I will admit that Wilford was a total bad-ass in John Carpenter’s remake of “The Thing.” Of course he was playing a scary old man, so it wasn’t much of a leap for him.
Wilford Brimley doing what he does best… yelling at you to buy things.
Buy some crap, and GET OFF MY LAWN!
“This little shit eats peaches & cream every blessed, god damned morning.”
We get it, your kid is awesome. Your kid is the best at everything and the rest of us should pull to the right when we see you on the road so that you may pass unfettered. We should all bow our heads in shame, and if we are unlucky enough to be in the car with our own worthless children, we should look them right in their stupid eyes and say, “Why can’t you be more like that kid? You really do suck, do you know that? Now get that beef jerky out of your nose before I drive this minivan into the nearest lake.”
And guess what? I also don’t care that your Golden Retriever is smarter than that lady’s honor student. First of all, I doubt that is true, I mean how would you even test such a thing? Sure, your dog is smarter than my dumbass kid, but how can we know for sure that it’s smarter than an honor student at Ben Franklin Elementary? We simply can’t.
You know who wore Members Only jackets? My dad in 1985. You know who looked cool in his Members Only jacket? Nobody.
Nobody ever looked cool in a Members Only jacket but compared to this hipster turd, my dad looked like fucking Burt Reynolds.
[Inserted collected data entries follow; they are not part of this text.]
use thiserror::Error;
use tokio::sync::{broadcast, mpsc, watch};
use tracing::{info, warn};

use tombola_protocol::{DrawNumberResponse, Game, Room, RoomCode, ServerEvent, StartGameResponse};

use crate::api::{ApiClient, ApiError};
use crate::feedback::FeedbackScheduler;
use crate::identity::{AuthenticatedUser, IdentityStore, ResolvedIdentity};
use crate::reducer::{reduce, Effect, RoomState, StateInput};
use crate::subscription::Subscriptions;
use crate::transport::Transport;

const NOTICE_CHANNEL_CAPACITY: usize = 32;

#[derive(Debug, Error)]
pub enum ViewError {
    #[error("identity store: {0}")]
    Identity(#[from] std::io::Error),
    #[error(transparent)]
    Api(#[from] ApiError),
}

/// One mounted room: resolved identity, live subscriptions, and a single
/// event loop that serializes every state transition. Dropping the view
/// stops the subscriptions before anything else is torn down.
pub struct RoomView {
    code: RoomCode,
    identity: ResolvedIdentity,
    api: ApiClient,
    subscriptions: Subscriptions,
    state_rx: watch::Receiver<RoomState>,
    notices: broadcast::Sender<String>,
    snapshot_tx: mpsc::UnboundedSender<Room>,
    task: Option<tokio::task::JoinHandle<()>>,
}

impl RoomView {
    /// Resolves the identity, loads the initial snapshot (a `NotFound` here
    /// is the caller's cue to run the join flow), announces presence, and
    /// starts consuming push events.
    pub async fn open(
        api: ApiClient,
        transport: Transport,
        store: &IdentityStore,
        code: RoomCode,
        authenticated: Option<&AuthenticatedUser>,
        feedback: FeedbackScheduler,
    ) -> Result<RoomView, ViewError> {
        let identity = store.resolve(&code, authenticated)?;
        let room = api.fetch_room(&code).await?;

        let initial = reduce(
            &RoomState::default(),
            &StateInput::Snapshot(room),
            &identity,
        )
        .state;
        let (state_tx, state_rx) = watch::channel(initial.clone());
        let (notices, _) = broadcast::channel(NOTICE_CHANNEL_CAPACITY);
        let (event_tx, event_rx) = mpsc::unbounded_channel();
        let (snapshot_tx, snapshot_rx) = mpsc::unbounded_channel();

        let mut subscriptions = Subscriptions::new(transport, event_tx);
        subscriptions.start(&code, &identity.id);

        let task = tokio::spawn(run(Loop {
            state: initial,
            code: code.clone(),
            identity: identity.clone(),
            api: api.clone(),
            feedback,
            state_tx,
            notices: notices.clone(),
            event_rx,
            snapshot_rx,
            snapshot_tx: snapshot_tx.clone(),
        }));

        info!(room = %code, identity = %identity.id, "room view opened");
        Ok(RoomView {
            code,
            identity,
            api,
            subscriptions,
            state_rx,
            notices,
            snapshot_tx,
            task: Some(task),
        })
    }

    pub fn code(&self) -> &RoomCode {
        &self.code
    }

    pub fn identity(&self) -> &ResolvedIdentity {
        &self.identity
    }

    pub fn state(&self) -> RoomState {
        self.state_rx.borrow().clone()
    }

    /// Watch feed of state transitions, for rendering.
    pub fn watch(&self) -> watch::Receiver<RoomState> {
        self.state_rx.clone()
    }

    /// User-facing notices (win announcements, rejected claims, failures).
    pub fn notices(&self) -> broadcast::Receiver<String> {
        self.notices.subscribe()
    }

    /// Host command. The server answers with the assigned cards and also
    /// broadcasts `game-started`; the fresh snapshot keeps both in step.
    pub async fn start_game(&self) -> Result<Game, ApiError> {
        let response: StartGameResponse = self.api.start_game(&self.code, &self.identity.id).await?;
        self.request_reload();
        Ok(response.game)
    }

    /// Host command: reveal the next number. State flows back through the
    /// room-wide `number-drawn` event.
    pub async fn draw_number(&self) -> Result<DrawNumberResponse, ApiError> {
        self.api.draw_number(&self.code, &self.identity.id).await
    }

    /// Submits a bingo claim for the held card. The verdict comes back via
    /// `bingo-validated` / `bingo-invalid`; repeated claims are forwarded
    /// as-is.
    pub async fn claim_bingo(&self) -> Result<(), ApiError> {
        let card_id = self
            .state_rx
            .borrow()
            .my_card
            .as_ref()
            .map(|card| card.id.clone())
            .ok_or_else(|| ApiError::Validation("no card to claim with".to_string()))?;
        self.api
            .claim_bingo(&self.code, &card_id, &self.identity.id)
            .await
    }

    /// Queues a snapshot refresh without blocking event delivery.
    pub fn request_reload(&self) {
        spawn_reload(
            self.api.clone(),
            self.code.clone(),
            self.snapshot_tx.clone(),
        );
    }

    /// Releases every subscription synchronously, then the event loop. Safe
    /// to call more than once; `Drop` falls back to it.
    pub fn close(&mut self) {
        self.subscriptions.stop();
        if let Some(task) = self.task.take() {
            task.abort();
            info!(room = %self.code, "room view closed");
        }
    }
}

impl Drop for RoomView {
    fn drop(&mut self) {
        self.close();
    }
}

struct Loop {
    state: RoomState,
    code: RoomCode,
    identity: ResolvedIdentity,
    api: ApiClient,
    feedback: FeedbackScheduler,
    state_tx: watch::Sender<RoomState>,
    notices: broadcast::Sender<String>,
    event_rx: mpsc::UnboundedReceiver<ServerEvent>,
    snapshot_rx: mpsc::UnboundedReceiver<Room>,
    snapshot_tx: mpsc::UnboundedSender<Room>,
}

/// Serializes all inputs into the reducer; effects run only after the new
/// state is committed.
async fn run(mut ctx: Loop) {
    loop {
        let input = tokio::select! {
            event = ctx.event_rx.recv() => match event {
                Some(event) => StateInput::Event(event),
                None => break,
            },
            snapshot = ctx.snapshot_rx.recv() => match snapshot {
                Some(room) => StateInput::Snapshot(room),
                None => break,
            },
        };
        apply(&mut ctx, input);
    }
}

fn apply(ctx: &mut Loop, input: StateInput) {
    let step = reduce(&ctx.state, &input, &ctx.identity);
    if step.state != ctx.state {
        ctx.state = step.state.clone();
        let _ = ctx.state_tx.send(step.state);
    }
    for effect in step.effects {
        match effect {
            Effect::Reload => spawn_reload(
                ctx.api.clone(),
                ctx.code.clone(),
                ctx.snapshot_tx.clone(),
            ),
            Effect::Cue(cue) => ctx.feedback.play(cue),
            Effect::Notice(message) => {
                info!(room = %ctx.code, %message);
                let _ = ctx.notices.send(message);
            }
        }
    }
}

/// Fetches a snapshot in the background and feeds it back as an input.
/// Failures are logged; the next event or reload restores freshness.
fn spawn_reload(api: ApiClient, code: RoomCode, snapshot_tx: mpsc::UnboundedSender<Room>) {
    tokio::spawn(async move {
        match api.fetch_room(&code).await {
            Ok(room) => {
                let _ = snapshot_tx.send(room);
            }
            Err(err) => warn!(room = %code, %err, "snapshot reload failed"),
        }
    });
}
At least my dad was trying to look awesome, unlike hipsters who want you to believe they look like assholes on purpose. Ironic hipsters think they can hide the fact that they are dorks by making you believe they are dorky on purpose. American Apparel has based most of their products on this theory.
Well I for one have had enough of this bullshit, so ironic hipsters beware because I’m going to be shaving your mustaches and shredding your Members Only bullshit the next time I see you.
These over-achievers really bug the shit out of me. While every other kid their age is setting crap on fire, falling out of trees, jumping their bikes over each other and generally being awesome, these tiny students are sitting alone in their rooms studying astrophysics and generally being lame. They are wasting their childhood AND their college years in one fell swoop.
Have you ever seen these turds interviewed? They are almost always little condescending shits that are practically begging to have their underwear pulled over their heads.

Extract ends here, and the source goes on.